Non sono i fenomeni di un circo degli orrori: questi personaggi vivono nelle città, nella vita sociale e a stretto contatto con le persone “normali”, costrette ad affrontare il difficile problema dell’interazione. Molti scelgono la solitudine, altri vengono forzati a mantenerla, ma in ogni caso la sofferenza che ne deriva, unita al terrore continuo di essere derisi dal mondo circostante, evidenzia ancor di più la profonda personalità di ognuno di essi. Emarginati, respinti, schifati dalla società, essi affrontano l’angoscia della prigionia in nome della dignità. La tragicità della loro situazione deriva dall’umano bisogno del contatto con gli altri, dalla ricerca di affetto e amore. Il film è un inno doloroso alla diversità e alle imperfezioni che nessuno vorrebbe avere, tanto meno pensare che esistano, un inno all’odio istintivo che parte della gente prova nei confronti del proprio corpo. Spesso l’uomo avverte in sé qualcosa che considera brutto e che vorrebbe correggere. Infatti nel film non è solo la deformità a creare disperazione e solitudine.

I personaggi “normali” che ruotano intorno ai protagonisti sono anche loro affetti da dolore, paura, psicosi che gli impediscono anche solo la serenità. Si cerca di nascondere, dissimulare ciò che è percepito come diverso da ciò che la società ritiene accettabile. Ogni generazione ha le sue mode, i suoi modelli e il seguirli o meno diventa la chiave dell’accettazione sociale, soprattutto in un’epoca dominata dai media e dai social Network: apparire è la regola fondamentale. Non esiste nessuna ricerca della propria personalità, nessun distinguo dai canoni estetici e di comportamento imposti. Pieles contrappone agli stereotipi algidi e perfetti di questi modelli l’appello straziante di anime solitarie ed emarginate, rompendo l’illusione di una perfezione corporea raggiungibile. Alla felicità falsa e ipocrita dell’apparire vanesio, si contrappongono i sentimenti reali e puri, l’unica chiave per essere felici.

Emblematico in tal senso è il personaggio di Laura, l’esile prostituta. La sua dolcezza e l’apparente fragilità rendono ilsuo carattere commovente: senza occhi, costretta ad un’oscurità eterna, ella possiede la luce della verità sensoriale, che la porta ad avvicinarsi alle persone, al desiderio di toccarle, soffermandosi con tenerezza sulle diversità che percepisce in ognuno. Da lei emana una ritrovata fisicità, generalmente persa a causa della sempre maggiore virtualizzazione.
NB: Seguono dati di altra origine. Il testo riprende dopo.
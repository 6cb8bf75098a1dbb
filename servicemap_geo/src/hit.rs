// Copyright 2025 the Servicemap Authors
// SPDX-License-Identifier: Apache-2.0 OR MIT

//! Narrow-phase point-in-polygon hit testing.
//!
//! Rings are converted to [`kurbo::BezPath`]s in (lng, lat) space. Each ring is
//! tested on its own and holes are subtracted explicitly, so results do not
//! depend on whether the source data follows the right-hand winding rule.

use kurbo::{BezPath, Point, Shape};
use serde_json::Value;

use crate::bounds::{LngLat, LngLatBounds};
use crate::error::GeoError;
use crate::geojson::Geometry;

/// Parameters controlling precise hit tests.
#[derive(Clone, Copy, Debug, Default)]
pub struct HitParams {
    /// Tolerance in degrees. Points within the bounds inflated by this much,
    /// but outside the polygon, score as a near miss.
    pub tolerance: f64,
}

/// Score returned from a precise hit. Lower distance is a better hit.
#[derive(Clone, Copy, Debug, PartialEq)]
pub struct HitScore {
    /// Distance from the shape, 0 for interior points.
    pub distance: f64,
}

impl HitScore {
    /// An interior hit.
    pub const fn inside() -> Self {
        Self { distance: 0.0 }
    }
}

/// Shapes that can answer "does this position hit me?".
pub trait PreciseHitTest {
    /// Returns `Some` when `pt` is considered a hit.
    fn hit_test(&self, pt: LngLat, params: &HitParams) -> Option<HitScore>;
}

#[derive(Clone, Debug)]
struct Ring {
    path: BezPath,
}

impl Ring {
    fn from_value(value: &Value) -> Option<Self> {
        let positions: Vec<LngLat> = value
            .as_array()?
            .iter()
            .filter_map(LngLat::from_value)
            .collect();
        if positions.len() < 3 {
            return None;
        }
        let mut path = BezPath::new();
        path.move_to(Point::new(positions[0].lng, positions[0].lat));
        for p in &positions[1..] {
            path.line_to(Point::new(p.lng, p.lat));
        }
        path.close_path();
        Some(Self { path })
    }

    fn contains(&self, pt: Point) -> bool {
        self.path.winding(pt) != 0
    }
}

#[derive(Clone, Debug)]
struct PolygonRings {
    exterior: Ring,
    holes: Vec<Ring>,
}

impl PolygonRings {
    fn from_value(value: &Value) -> Option<Self> {
        let mut rings = value.as_array()?.iter().filter_map(Ring::from_value);
        let exterior = rings.next()?;
        Some(Self {
            exterior,
            holes: rings.collect(),
        })
    }

    fn contains(&self, pt: Point) -> bool {
        self.exterior.contains(pt) && !self.holes.iter().any(|h| h.contains(pt))
    }
}

/// A (multi)polygon prepared for repeated hit tests.
#[derive(Clone, Debug)]
pub struct PolygonShape {
    polygons: Vec<PolygonRings>,
    bounds: LngLatBounds,
}

impl PolygonShape {
    /// Prepare a geometry for hit testing.
    ///
    /// `Polygon`, `MultiPolygon` and `GeometryCollection`s of those are
    /// supported. Rings with fewer than three readable positions are dropped.
    pub fn from_geometry(geometry: &Geometry) -> Result<Self, GeoError> {
        let mut polygons = Vec::new();
        collect_polygons(geometry, &mut polygons)?;
        if polygons.is_empty() {
            return Err(GeoError::NoCoordinates);
        }
        Ok(Self {
            polygons,
            bounds: LngLatBounds::from_geometry(geometry),
        })
    }

    /// Bounds of the source geometry.
    pub fn bounds(&self) -> LngLatBounds {
        self.bounds
    }

    /// Whether the position is inside any polygon, honoring holes.
    pub fn contains(&self, pt: LngLat) -> bool {
        if !self.bounds.contains(pt) {
            return false;
        }
        let pt = Point::new(pt.lng, pt.lat);
        self.polygons.iter().any(|p| p.contains(pt))
    }
}

fn collect_polygons(geometry: &Geometry, out: &mut Vec<PolygonRings>) -> Result<(), GeoError> {
    match geometry.kind.as_str() {
        "Polygon" => out.extend(PolygonRings::from_value(&geometry.coordinates)),
        "MultiPolygon" => {
            if let Some(items) = geometry.coordinates.as_array() {
                out.extend(items.iter().filter_map(PolygonRings::from_value));
            }
        }
        "GeometryCollection" => {
            for member in &geometry.geometries {
                // Non-areal members of a collection simply never hit.
                let _ = collect_polygons(member, out);
            }
        }
        other => return Err(GeoError::UnsupportedGeometry(other.to_owned())),
    }
    Ok(())
}

impl PreciseHitTest for PolygonShape {
    fn hit_test(&self, pt: LngLat, params: &HitParams) -> Option<HitScore> {
        let inflated = if params.tolerance > 0.0 {
            self.bounds.inflate(params.tolerance)
        } else {
            self.bounds
        };
        if !inflated.contains(pt) {
            return None;
        }
        if self.contains(pt) {
            Some(HitScore::inside())
        } else if params.tolerance > 0.0 {
            Some(HitScore {
                distance: params.tolerance,
            })
        } else {
            None
        }
    }
}

#[cfg(test)]
mod tests {
    use super::*;
    use serde_json::json;

    fn square(x0: f64, y0: f64, x1: f64, y1: f64) -> Value {
        json!([[x0, y0], [x1, y0], [x1, y1], [x0, y1], [x0, y0]])
    }

    #[test]
    fn polygon_with_hole() {
        let g = Geometry::new(
            "Polygon",
            json!([square(0.0, 0.0, 10.0, 10.0), square(4.0, 4.0, 6.0, 6.0)]),
        );
        let shape = PolygonShape::from_geometry(&g).unwrap();
        assert!(shape.contains(LngLat::new(1.0, 1.0)));
        assert!(!shape.contains(LngLat::new(5.0, 5.0)), "inside the hole");
        assert!(!shape.contains(LngLat::new(11.0, 5.0)));
    }

    #[test]
    fn hole_is_subtracted_regardless_of_winding() {
        // Both rings wound the same way.
        let hole = json!([[4.0, 4.0], [4.0, 6.0], [6.0, 6.0], [6.0, 4.0], [4.0, 4.0]]);
        let g = Geometry::new("Polygon", json!([square(0.0, 0.0, 10.0, 10.0), hole]));
        let shape = PolygonShape::from_geometry(&g).unwrap();
        assert!(!shape.contains(LngLat::new(5.0, 5.0)));
    }

    #[test]
    fn multipolygon_parts() {
        let g = Geometry::new(
            "MultiPolygon",
            json!([[square(0.0, 0.0, 1.0, 1.0)], [square(5.0, 5.0, 6.0, 6.0)]]),
        );
        let shape = PolygonShape::from_geometry(&g).unwrap();
        assert!(shape.contains(LngLat::new(0.5, 0.5)));
        assert!(shape.contains(LngLat::new(5.5, 5.5)));
        assert!(!shape.contains(LngLat::new(3.0, 3.0)));
    }

    #[test]
    fn points_are_not_areal() {
        let g = Geometry::new("Point", json!([1.0, 2.0]));
        assert!(matches!(
            PolygonShape::from_geometry(&g),
            Err(GeoError::UnsupportedGeometry(_))
        ));
    }

    #[test]
    fn tolerance_scores_near_misses() {
        let g = Geometry::new("Polygon", json!([square(0.0, 0.0, 1.0, 1.0)]));
        let shape = PolygonShape::from_geometry(&g).unwrap();
        let near = LngLat::new(1.05, 0.5);
        assert!(shape.hit_test(near, &HitParams::default()).is_none());
        let score = shape
            .hit_test(near, &HitParams { tolerance: 0.1 })
            .expect("expected tolerant hit");
        assert!(score.distance > 0.0);
    }
}
// Copyright 2025 the Servicemap Authors
// SPDX-License-Identifier: Apache-2.0 OR MIT

//! Postal-code resolution from feature properties.

use serde_json::{Map, Value};

/// Property keys that carry a postal code in the data sources we see, in
/// priority order.
pub const ZCTA_PROPERTY_KEYS: [&str; 7] = [
    "ZCTA5CE10",
    "ZCTA5CE20",
    "ZCTA5",
    "GEOID10",
    "GEOID",
    "ZIP",
    "zip",
];

/// Resolve a five-digit postal code from feature properties.
///
/// The first key in [`ZCTA_PROPERTY_KEYS`] whose value has at least one digit
/// wins. Non-digits are stripped, short codes are left-padded with zeros and
/// long codes are truncated to five digits.
pub fn normalize_zip(properties: &Map<String, Value>) -> Option<String> {
    ZCTA_PROPERTY_KEYS.iter().find_map(|key| {
        let raw = match properties.get(*key)? {
            Value::String(s) => s.clone(),
            Value::Number(n) => n.to_string(),
            _ => return None,
        };
        let digits: String = raw.chars().filter(char::is_ascii_digit).collect();
        if digits.is_empty() {
            return None;
        }
        let mut zip = format!("{digits:0>5}");
        zip.truncate(5);
        Some(zip)
    })
}
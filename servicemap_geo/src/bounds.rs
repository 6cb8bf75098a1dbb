// Copyright 2025 the Servicemap Authors
// SPDX-License-Identifier: Apache-2.0 OR MIT

//! Geographic positions and an axis-aligned bounds accumulator.

use serde::{Deserialize, Serialize};
use serde_json::Value;

use crate::geojson::{GeoJson, Geometry};

/// A longitude/latitude pair in degrees.
#[derive(Copy, Clone, Debug, PartialEq, Serialize, Deserialize)]
pub struct LngLat {
    /// Longitude (x).
    pub lng: f64,
    /// Latitude (y).
    pub lat: f64,
}

impl LngLat {
    /// Create a new position.
    #[inline]
    pub const fn new(lng: f64, lat: f64) -> Self {
        Self { lng, lat }
    }

    /// Read a position from a JSON array whose first two items are numbers.
    ///
    /// Extra items (altitude) are ignored. Non-finite numbers are rejected.
    pub fn from_value(value: &Value) -> Option<Self> {
        let items = value.as_array()?;
        let lng = items.first()?.as_f64()?;
        let lat = items.get(1)?.as_f64()?;
        (lng.is_finite() && lat.is_finite()).then_some(Self { lng, lat })
    }
}

impl From<[f64; 2]> for LngLat {
    fn from([lng, lat]: [f64; 2]) -> Self {
        Self { lng, lat }
    }
}

/// Axis-aligned geographic bounds.
///
/// Starts out empty and grows with [`extend`](Self::extend). An empty bounds
/// contains nothing and overlaps nothing.
#[derive(Copy, Clone, Debug, PartialEq)]
pub struct LngLatBounds {
    /// Western edge.
    pub min_lng: f64,
    /// Southern edge.
    pub min_lat: f64,
    /// Eastern edge.
    pub max_lng: f64,
    /// Northern edge.
    pub max_lat: f64,
}

impl Default for LngLatBounds {
    fn default() -> Self {
        Self::empty()
    }
}

impl LngLatBounds {
    /// Bounds from explicit edges.
    #[inline]
    pub const fn new(min_lng: f64, min_lat: f64, max_lng: f64, max_lat: f64) -> Self {
        Self {
            min_lng,
            min_lat,
            max_lng,
            max_lat,
        }
    }

    /// An empty accumulator.
    #[inline]
    pub const fn empty() -> Self {
        Self {
            min_lng: f64::INFINITY,
            min_lat: f64::INFINITY,
            max_lng: f64::NEG_INFINITY,
            max_lat: f64::NEG_INFINITY,
        }
    }

    /// Bounds of every position in a GeoJSON object.
    pub fn from_geojson(data: &GeoJson) -> Self {
        let mut bounds = Self::empty();
        for feature in data.features() {
            if let Some(geometry) = &feature.geometry {
                bounds.extend_geometry(geometry);
            }
        }
        bounds
    }

    /// Bounds of a single geometry.
    pub fn from_geometry(geometry: &Geometry) -> Self {
        let mut bounds = Self::empty();
        bounds.extend_geometry(geometry);
        bounds
    }

    /// True if nothing has been accumulated.
    #[inline]
    pub fn is_empty(&self) -> bool {
        self.min_lng > self.max_lng || self.min_lat > self.max_lat
    }

    /// Grow to include a position.
    #[inline]
    pub fn extend(&mut self, p: LngLat) {
        self.min_lng = self.min_lng.min(p.lng);
        self.min_lat = self.min_lat.min(p.lat);
        self.max_lng = self.max_lng.max(p.lng);
        self.max_lat = self.max_lat.max(p.lat);
    }

    /// Grow to include a geometry, including `GeometryCollection` members.
    pub fn extend_geometry(&mut self, geometry: &Geometry) {
        self.extend_coordinates(&geometry.coordinates);
        for member in &geometry.geometries {
            self.extend_geometry(member);
        }
    }

    /// Walk nested coordinate arrays and grow to include every position found.
    ///
    /// An array whose first two items are numbers is a position. Any other array
    /// is descended into. Everything else is skipped, so mixed or malformed
    /// nesting never fails.
    pub fn extend_coordinates(&mut self, coords: &Value) {
        if let Some(p) = LngLat::from_value(coords) {
            self.extend(p);
        } else if let Value::Array(items) = coords {
            for item in items {
                self.extend_coordinates(item);
            }
        }
    }

    /// Whether the position lies inside (edges inclusive).
    #[inline]
    pub fn contains(&self, p: LngLat) -> bool {
        self.min_lng <= p.lng && p.lng <= self.max_lng && self.min_lat <= p.lat && p.lat <= self.max_lat
    }

    /// Whether two bounds overlap. Shared edges count as overlap.
    #[inline]
    pub fn overlaps(&self, other: &Self) -> bool {
        self.min_lng <= other.max_lng
            && self.max_lng >= other.min_lng
            && self.min_lat <= other.max_lat
            && self.max_lat >= other.min_lat
    }

    /// The smallest bounds enclosing both.
    #[inline]
    pub fn union(&self, other: Self) -> Self {
        Self {
            min_lng: self.min_lng.min(other.min_lng),
            min_lat: self.min_lat.min(other.min_lat),
            max_lng: self.max_lng.max(other.max_lng),
            max_lat: self.max_lat.max(other.max_lat),
        }
    }

    /// Grow every edge by `margin` degrees.
    #[inline]
    pub fn inflate(&self, margin: f64) -> Self {
        Self {
            min_lng: self.min_lng - margin,
            min_lat: self.min_lat - margin,
            max_lng: self.max_lng + margin,
            max_lat: self.max_lat + margin,
        }
    }

    /// Center of the bounds, or `None` when empty.
    pub fn center(&self) -> Option<LngLat> {
        (!self.is_empty()).then(|| {
            LngLat::new(
                0.5 * (self.min_lng + self.max_lng),
                0.5 * (self.min_lat + self.max_lat),
            )
        })
    }
}

#[cfg(test)]
mod tests {
    use super::*;
    use serde_json::json;

    #[test]
    fn empty_until_extended() {
        let mut b = LngLatBounds::empty();
        assert!(b.is_empty());
        assert_eq!(b.center(), None);
        b.extend(LngLat::new(1.0, 2.0));
        assert!(!b.is_empty());
        assert!(b.contains(LngLat::new(1.0, 2.0)));
    }

    #[test]
    fn walks_mixed_nesting_and_skips_junk() {
        let mut b = LngLatBounds::empty();
        // A point, a ring, a multipolygon-style nest and some junk leaves.
        b.extend_coordinates(&json!([
            [-93.0, 45.0],
            [[[-94.0, 44.0], [-92.5, 44.5]]],
            ["a", "b"],
            null,
            [1],
            [[["x", 3.0]], [-93.5, 46.0, 120.0]]
        ]));
        assert_eq!(b, LngLatBounds::new(-94.0, 44.0, -92.5, 46.0));
    }

    #[test]
    fn nothing_numeric_stays_empty() {
        let mut b = LngLatBounds::empty();
        b.extend_coordinates(&json!([["x"], {"lng": 1}, "nope"]));
        assert!(b.is_empty());
    }

    #[test]
    fn overlap_and_union() {
        let a = LngLatBounds::new(0.0, 0.0, 10.0, 10.0);
        let b = LngLatBounds::new(10.0, 0.0, 20.0, 10.0);
        let c = LngLatBounds::new(11.0, 0.0, 20.0, 10.0);
        assert!(a.overlaps(&b));
        assert!(!a.overlaps(&c));
        assert_eq!(a.union(c), LngLatBounds::new(0.0, 0.0, 20.0, 10.0));
        assert!(!LngLatBounds::empty().overlaps(&a));
    }
}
Eduardo Casanova esordisce così nella regia, appena 26enne, con un produttore d’eccezione: Alex de La Iglesia. Opera prima riflessiva e allucinante, costantemente in bilico tra drammaticità esistenziale e comicità provocatoria, Pieles è stata preceduta da alcuni cortometraggi, tra cui Eat my shit, che vede come protagonista la ragazza con la bocca e l’ano invertiti, che in Pieles è Samantha.

I modelli stilistici da lui ripresi sono molti ed evidenti, a partire dalle visibilissime scenografie e riprese chiaramente ispirate a quelle di Wes Anderson: inquadrature statiche, lenti movimenti di macchina e l’uso particolarissimo del colore, costruito esclusivamente sulle variazioni cromatiche del rosa. I personaggi movimentano questa perfetta immobilità, turbandola e sottolineando la dialettica tra il perfetto e l’imperfetto, tra il bello e il disturbante.

Nel film ci sono riferimenti al dissacrante e al provocatorio dei film di John Waters, alla ferocia di Freaks e alla straziante tristezza di The Elephant Man di David Lynch. Eppure il film di Casanova riesce a risaltare nella sua originalità: una poesia del grottesco, un canto corale perturbante, che vede l’umanità disseminata di bruttezze e di orrori, ai quali dobbiamo rassegnarci, imparando a vivere nella nostra pelle.